== BRIEF ==
When you reach the listing below, copy each line exactly.
* * * * * * * * *
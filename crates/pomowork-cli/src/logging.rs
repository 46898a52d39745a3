//! Logging setup.

use tracing::debug;
use tracing_subscriber::EnvFilter;

/// Install the fmt subscriber. RUST_LOG wins over the -v count.
pub fn init_logging(verbose: u8) {
    let level = match verbose {
        0 => "warn",
        1 => "info",
        2 => "debug",
        _ => "trace",
    };
    let filter = EnvFilter::try_from_default_env().unwrap_or_else(|_| EnvFilter::new(level));

    tracing_subscriber::fmt()
        .with_env_filter(filter)
        .with_writer(std::io::stderr)
        .with_target(verbose >= 2)
        .with_line_number(verbose >= 3)
        .init();

    debug!("pomowork started with verbosity level: {verbose}");
}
* * * * * * * * *
== ANSWER FOR THIS EXERCISE ==
filename crates/pomowork-cli/src/logging.rs
repository 46898a52d39745a3
//! Logging setup.

use tracing::debug;
use tracing_subscriber::EnvFilter;

/// Install the fmt subscriber. RUST_LOG wins over the -v count.
pub fn init_logging(verbose: u8) {
    let level = match verbose {
        0 => "warn",
        1 => "info",
        2 => "debug",
        _ => "trace",
    };
    let filter = EnvFilter::try_from_default_env().unwrap_or_else(|_| EnvFilter::new(level));

    tracing_subscriber::fmt()
        .with_env_filter(filter)
        .with_writer(std::io::stderr)
        .with_target(verbose >= 2)
        .with_line_number(verbose >= 3)
        .init();

    debug!("pomowork started with verbosity level: {verbose}");
}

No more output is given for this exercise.